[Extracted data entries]
-*-*-
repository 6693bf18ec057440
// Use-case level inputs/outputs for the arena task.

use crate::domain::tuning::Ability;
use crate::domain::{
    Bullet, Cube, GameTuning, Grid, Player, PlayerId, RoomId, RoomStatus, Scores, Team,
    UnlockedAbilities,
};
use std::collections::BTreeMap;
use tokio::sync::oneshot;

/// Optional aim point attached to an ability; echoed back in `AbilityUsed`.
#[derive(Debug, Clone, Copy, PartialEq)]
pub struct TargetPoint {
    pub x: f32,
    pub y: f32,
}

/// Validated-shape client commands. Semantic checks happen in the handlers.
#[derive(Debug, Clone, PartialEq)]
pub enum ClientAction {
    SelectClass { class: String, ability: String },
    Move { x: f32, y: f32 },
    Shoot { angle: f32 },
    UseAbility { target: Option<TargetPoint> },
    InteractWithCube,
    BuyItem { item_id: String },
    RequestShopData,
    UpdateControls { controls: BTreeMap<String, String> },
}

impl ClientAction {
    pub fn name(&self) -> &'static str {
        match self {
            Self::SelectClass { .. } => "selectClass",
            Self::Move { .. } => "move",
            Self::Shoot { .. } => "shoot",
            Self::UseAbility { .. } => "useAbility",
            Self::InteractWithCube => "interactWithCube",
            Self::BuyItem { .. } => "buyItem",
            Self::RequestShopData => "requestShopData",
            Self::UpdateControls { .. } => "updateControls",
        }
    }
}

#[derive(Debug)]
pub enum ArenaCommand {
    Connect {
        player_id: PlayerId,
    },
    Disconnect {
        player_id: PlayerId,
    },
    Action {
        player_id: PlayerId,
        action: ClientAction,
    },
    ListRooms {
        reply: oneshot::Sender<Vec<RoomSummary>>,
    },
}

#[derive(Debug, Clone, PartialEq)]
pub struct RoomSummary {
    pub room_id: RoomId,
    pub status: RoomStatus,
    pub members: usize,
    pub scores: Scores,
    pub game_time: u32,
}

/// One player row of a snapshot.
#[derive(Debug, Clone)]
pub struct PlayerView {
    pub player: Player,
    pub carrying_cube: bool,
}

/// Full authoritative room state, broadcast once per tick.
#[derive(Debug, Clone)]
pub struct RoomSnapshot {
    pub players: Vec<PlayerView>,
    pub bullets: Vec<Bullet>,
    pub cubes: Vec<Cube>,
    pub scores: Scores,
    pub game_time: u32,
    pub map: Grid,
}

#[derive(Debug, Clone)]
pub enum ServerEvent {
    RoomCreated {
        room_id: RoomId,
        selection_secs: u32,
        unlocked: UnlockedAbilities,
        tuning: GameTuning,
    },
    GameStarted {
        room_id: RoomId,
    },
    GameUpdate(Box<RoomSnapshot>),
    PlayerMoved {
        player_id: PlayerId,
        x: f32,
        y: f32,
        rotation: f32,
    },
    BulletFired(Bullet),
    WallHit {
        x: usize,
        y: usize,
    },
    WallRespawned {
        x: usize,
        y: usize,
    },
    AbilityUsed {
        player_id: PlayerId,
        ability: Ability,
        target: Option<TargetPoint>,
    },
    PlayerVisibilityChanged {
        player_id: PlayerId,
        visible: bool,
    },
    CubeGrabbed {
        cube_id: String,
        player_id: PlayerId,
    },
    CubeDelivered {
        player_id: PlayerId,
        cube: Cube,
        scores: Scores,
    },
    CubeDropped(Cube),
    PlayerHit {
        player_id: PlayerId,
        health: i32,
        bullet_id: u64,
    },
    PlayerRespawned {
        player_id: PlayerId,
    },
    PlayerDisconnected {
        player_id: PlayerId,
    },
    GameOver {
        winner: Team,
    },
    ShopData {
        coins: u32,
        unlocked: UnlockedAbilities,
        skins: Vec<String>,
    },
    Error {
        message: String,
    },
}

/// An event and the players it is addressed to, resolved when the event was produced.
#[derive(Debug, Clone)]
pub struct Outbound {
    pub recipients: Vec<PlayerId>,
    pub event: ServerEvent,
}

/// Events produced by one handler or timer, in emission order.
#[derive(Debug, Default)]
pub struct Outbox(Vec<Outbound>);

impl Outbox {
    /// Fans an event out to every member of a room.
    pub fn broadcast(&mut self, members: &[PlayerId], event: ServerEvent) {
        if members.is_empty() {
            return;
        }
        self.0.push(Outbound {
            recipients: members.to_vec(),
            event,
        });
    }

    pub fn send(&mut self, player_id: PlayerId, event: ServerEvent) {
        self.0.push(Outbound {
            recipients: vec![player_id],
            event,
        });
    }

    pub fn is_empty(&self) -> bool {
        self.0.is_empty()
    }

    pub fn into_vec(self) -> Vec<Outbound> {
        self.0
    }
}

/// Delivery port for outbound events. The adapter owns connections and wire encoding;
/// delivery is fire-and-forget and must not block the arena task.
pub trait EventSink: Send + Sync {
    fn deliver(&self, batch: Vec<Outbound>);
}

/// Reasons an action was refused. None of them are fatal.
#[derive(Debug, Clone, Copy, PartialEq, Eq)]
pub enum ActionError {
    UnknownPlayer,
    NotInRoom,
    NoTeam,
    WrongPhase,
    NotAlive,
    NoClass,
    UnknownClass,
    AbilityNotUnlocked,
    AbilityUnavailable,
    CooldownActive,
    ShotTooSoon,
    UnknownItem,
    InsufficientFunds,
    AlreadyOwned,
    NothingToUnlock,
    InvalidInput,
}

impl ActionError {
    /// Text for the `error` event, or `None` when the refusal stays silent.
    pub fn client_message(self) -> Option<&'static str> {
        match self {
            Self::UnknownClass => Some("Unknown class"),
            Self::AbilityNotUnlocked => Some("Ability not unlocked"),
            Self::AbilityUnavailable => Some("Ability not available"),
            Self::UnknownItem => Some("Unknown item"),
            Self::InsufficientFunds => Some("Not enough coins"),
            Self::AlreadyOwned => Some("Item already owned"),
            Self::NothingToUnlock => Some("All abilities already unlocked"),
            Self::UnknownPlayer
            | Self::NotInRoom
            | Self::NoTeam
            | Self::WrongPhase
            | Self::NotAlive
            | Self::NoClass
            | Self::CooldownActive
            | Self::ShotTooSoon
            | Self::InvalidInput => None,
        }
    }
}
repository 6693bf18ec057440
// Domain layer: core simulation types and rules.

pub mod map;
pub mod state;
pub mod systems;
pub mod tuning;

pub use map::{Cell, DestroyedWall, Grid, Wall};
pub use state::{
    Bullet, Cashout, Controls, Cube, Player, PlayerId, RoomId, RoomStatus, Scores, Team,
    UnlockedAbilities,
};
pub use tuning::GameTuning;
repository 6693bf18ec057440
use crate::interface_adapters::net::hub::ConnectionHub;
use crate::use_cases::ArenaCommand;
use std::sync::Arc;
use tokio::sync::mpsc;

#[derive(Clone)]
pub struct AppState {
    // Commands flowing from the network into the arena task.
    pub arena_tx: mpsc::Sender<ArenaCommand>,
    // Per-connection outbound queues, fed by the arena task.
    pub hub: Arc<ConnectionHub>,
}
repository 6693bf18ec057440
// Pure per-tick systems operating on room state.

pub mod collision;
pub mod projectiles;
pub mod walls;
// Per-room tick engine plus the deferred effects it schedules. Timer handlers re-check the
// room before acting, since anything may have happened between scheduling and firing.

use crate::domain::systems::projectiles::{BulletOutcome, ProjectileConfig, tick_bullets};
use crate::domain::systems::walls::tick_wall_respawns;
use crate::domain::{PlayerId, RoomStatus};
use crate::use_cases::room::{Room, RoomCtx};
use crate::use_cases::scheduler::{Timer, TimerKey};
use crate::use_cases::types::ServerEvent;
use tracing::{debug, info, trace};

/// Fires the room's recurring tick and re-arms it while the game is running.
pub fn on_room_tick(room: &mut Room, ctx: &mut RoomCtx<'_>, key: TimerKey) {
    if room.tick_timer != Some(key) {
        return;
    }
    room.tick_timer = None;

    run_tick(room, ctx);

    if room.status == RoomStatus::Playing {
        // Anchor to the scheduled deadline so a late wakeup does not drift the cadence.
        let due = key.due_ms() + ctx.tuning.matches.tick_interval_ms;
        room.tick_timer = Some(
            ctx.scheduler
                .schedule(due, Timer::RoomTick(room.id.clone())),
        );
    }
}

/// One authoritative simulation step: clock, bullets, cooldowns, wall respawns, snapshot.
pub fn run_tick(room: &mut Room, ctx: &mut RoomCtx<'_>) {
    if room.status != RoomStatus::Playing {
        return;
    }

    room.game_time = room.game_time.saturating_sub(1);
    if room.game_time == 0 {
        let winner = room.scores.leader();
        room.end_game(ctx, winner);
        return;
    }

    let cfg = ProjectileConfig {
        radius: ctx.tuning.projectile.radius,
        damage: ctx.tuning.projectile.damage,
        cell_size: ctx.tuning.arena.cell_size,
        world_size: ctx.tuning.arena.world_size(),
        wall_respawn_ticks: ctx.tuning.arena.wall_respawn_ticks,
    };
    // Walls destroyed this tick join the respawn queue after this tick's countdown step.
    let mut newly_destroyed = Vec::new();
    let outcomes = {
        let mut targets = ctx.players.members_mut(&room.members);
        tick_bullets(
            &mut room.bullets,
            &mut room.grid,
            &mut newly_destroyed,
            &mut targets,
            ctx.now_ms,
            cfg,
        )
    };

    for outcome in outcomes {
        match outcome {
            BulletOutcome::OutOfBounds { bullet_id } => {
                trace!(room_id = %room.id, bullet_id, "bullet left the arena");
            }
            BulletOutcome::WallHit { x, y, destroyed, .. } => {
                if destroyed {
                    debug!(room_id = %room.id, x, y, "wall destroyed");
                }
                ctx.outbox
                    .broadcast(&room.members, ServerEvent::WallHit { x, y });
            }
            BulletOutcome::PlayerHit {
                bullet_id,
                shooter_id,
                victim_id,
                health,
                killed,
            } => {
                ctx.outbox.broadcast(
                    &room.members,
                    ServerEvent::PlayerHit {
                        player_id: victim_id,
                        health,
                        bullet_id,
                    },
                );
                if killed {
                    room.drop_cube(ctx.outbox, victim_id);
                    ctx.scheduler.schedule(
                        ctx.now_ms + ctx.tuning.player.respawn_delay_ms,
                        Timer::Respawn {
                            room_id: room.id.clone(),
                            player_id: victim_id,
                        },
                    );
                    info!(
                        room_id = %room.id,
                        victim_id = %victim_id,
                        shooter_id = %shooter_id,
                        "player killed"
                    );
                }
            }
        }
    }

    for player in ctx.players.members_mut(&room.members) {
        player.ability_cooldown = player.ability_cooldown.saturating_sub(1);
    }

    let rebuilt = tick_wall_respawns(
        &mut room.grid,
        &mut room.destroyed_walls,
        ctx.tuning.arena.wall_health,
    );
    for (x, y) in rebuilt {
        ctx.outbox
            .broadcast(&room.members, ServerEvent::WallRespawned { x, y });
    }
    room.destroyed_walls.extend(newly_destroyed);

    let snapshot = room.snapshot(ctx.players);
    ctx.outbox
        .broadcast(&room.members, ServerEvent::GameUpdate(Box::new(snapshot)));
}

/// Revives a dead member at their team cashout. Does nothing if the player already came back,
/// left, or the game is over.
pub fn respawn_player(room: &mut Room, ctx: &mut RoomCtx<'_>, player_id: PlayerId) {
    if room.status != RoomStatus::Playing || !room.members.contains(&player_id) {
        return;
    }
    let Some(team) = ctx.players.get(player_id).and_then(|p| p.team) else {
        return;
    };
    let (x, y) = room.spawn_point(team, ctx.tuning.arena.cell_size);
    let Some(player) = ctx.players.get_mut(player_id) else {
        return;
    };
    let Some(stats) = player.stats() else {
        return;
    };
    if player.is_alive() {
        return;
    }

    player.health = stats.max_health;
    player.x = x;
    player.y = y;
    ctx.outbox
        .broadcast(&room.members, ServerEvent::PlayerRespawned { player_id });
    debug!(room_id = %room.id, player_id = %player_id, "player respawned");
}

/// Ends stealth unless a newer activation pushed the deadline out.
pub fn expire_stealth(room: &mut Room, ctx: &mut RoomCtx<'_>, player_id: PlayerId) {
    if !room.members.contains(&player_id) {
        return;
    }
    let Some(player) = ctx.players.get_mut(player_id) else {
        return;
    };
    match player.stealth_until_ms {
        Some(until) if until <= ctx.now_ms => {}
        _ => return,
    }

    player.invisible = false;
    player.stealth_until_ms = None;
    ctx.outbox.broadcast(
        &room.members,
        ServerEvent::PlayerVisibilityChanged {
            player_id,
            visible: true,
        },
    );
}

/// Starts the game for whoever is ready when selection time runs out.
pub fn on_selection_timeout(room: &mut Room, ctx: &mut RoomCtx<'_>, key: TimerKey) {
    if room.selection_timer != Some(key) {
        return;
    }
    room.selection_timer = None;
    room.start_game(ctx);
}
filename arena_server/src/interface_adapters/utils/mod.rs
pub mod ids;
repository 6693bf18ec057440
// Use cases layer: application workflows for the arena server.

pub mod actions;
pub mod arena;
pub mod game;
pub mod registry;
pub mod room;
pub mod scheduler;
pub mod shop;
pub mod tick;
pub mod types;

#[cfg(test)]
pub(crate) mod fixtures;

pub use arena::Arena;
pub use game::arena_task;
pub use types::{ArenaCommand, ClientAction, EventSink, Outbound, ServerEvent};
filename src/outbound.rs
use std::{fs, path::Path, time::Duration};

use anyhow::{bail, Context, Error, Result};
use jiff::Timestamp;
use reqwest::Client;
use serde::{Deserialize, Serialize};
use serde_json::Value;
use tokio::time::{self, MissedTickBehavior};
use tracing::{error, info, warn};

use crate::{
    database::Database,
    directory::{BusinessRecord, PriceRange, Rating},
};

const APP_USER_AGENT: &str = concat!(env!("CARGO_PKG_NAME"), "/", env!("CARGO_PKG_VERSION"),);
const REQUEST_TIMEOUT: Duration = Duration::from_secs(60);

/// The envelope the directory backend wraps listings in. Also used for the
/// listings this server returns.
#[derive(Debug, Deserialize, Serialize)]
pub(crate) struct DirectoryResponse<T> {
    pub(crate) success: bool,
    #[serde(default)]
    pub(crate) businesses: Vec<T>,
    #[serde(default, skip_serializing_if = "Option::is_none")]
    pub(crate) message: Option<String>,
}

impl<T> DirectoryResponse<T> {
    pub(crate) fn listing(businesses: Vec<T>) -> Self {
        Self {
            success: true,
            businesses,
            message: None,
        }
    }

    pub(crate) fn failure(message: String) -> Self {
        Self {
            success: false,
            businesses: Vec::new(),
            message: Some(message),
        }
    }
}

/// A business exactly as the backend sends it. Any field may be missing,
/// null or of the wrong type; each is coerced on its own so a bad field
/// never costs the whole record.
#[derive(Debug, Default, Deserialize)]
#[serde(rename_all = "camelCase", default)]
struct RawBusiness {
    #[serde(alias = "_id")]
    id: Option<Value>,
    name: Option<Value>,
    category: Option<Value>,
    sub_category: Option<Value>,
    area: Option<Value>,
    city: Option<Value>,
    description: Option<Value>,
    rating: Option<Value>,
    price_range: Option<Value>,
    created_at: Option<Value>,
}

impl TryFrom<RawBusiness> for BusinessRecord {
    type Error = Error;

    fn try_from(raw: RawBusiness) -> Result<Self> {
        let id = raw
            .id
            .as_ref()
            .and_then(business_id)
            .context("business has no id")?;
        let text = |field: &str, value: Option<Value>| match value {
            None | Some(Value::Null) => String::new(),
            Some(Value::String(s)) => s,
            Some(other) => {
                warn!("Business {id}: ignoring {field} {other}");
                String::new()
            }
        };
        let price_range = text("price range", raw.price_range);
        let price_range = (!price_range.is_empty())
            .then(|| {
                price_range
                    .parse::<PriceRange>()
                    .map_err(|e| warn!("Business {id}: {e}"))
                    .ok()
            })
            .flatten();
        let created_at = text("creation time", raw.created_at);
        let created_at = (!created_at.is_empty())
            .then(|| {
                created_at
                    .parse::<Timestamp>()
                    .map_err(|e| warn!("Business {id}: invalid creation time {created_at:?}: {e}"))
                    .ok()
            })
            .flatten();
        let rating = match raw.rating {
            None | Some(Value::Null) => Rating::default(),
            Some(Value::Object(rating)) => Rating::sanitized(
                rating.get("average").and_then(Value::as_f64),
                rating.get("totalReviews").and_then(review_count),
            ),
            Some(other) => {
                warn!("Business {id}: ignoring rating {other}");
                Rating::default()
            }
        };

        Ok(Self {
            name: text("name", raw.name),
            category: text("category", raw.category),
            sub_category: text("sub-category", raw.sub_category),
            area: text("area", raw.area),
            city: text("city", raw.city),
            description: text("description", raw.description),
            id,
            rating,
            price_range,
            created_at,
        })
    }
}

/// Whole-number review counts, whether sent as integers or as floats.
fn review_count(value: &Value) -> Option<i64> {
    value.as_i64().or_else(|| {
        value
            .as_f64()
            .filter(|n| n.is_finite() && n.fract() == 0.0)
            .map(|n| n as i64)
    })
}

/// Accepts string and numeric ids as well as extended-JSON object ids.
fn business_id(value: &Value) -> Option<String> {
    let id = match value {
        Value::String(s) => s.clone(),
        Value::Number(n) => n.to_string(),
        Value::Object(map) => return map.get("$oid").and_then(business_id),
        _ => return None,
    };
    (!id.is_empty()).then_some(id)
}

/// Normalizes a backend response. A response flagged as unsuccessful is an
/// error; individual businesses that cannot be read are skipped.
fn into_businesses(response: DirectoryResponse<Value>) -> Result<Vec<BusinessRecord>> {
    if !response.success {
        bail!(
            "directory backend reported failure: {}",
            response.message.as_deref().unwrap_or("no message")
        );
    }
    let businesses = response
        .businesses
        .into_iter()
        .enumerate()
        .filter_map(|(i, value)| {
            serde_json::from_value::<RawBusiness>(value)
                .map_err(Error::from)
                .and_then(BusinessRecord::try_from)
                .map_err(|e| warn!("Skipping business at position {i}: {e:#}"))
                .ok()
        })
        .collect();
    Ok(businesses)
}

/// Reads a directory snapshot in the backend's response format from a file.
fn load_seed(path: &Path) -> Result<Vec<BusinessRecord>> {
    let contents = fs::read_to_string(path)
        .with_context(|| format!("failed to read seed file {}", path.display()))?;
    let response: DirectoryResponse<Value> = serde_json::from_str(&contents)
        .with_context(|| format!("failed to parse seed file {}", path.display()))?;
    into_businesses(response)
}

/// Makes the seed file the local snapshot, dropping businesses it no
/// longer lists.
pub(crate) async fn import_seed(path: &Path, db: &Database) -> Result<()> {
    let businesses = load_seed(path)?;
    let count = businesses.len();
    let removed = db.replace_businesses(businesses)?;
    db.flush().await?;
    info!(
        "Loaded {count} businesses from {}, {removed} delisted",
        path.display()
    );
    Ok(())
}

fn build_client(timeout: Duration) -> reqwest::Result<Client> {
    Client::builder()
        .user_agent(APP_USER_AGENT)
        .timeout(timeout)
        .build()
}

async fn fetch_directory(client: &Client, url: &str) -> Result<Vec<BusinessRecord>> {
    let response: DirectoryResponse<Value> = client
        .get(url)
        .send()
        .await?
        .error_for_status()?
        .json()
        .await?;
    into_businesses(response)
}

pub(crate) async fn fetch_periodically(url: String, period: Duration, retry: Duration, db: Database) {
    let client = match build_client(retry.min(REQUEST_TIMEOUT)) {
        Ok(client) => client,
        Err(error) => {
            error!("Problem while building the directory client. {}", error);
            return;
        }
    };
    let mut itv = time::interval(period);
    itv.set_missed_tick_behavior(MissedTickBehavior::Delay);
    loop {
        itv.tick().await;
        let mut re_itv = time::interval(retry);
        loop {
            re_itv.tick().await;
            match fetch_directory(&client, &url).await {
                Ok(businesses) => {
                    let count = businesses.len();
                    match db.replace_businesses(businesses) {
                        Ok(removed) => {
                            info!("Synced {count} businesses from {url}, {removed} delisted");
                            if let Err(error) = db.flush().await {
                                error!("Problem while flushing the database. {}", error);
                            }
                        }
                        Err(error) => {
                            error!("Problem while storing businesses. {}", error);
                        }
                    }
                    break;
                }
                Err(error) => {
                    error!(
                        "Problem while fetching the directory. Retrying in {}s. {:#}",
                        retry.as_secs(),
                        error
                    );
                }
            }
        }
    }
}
-*-*-
_PROBLEM STATEMENT:_ Match on "creation": copy every line in the records that has it.

_ANSWER FOR THE TASK:_
        let created_at = text("creation time", raw.created_at);
                    .map_err(|e| warn!("Business {id}: invalid creation time {created_at:?}: {e}"))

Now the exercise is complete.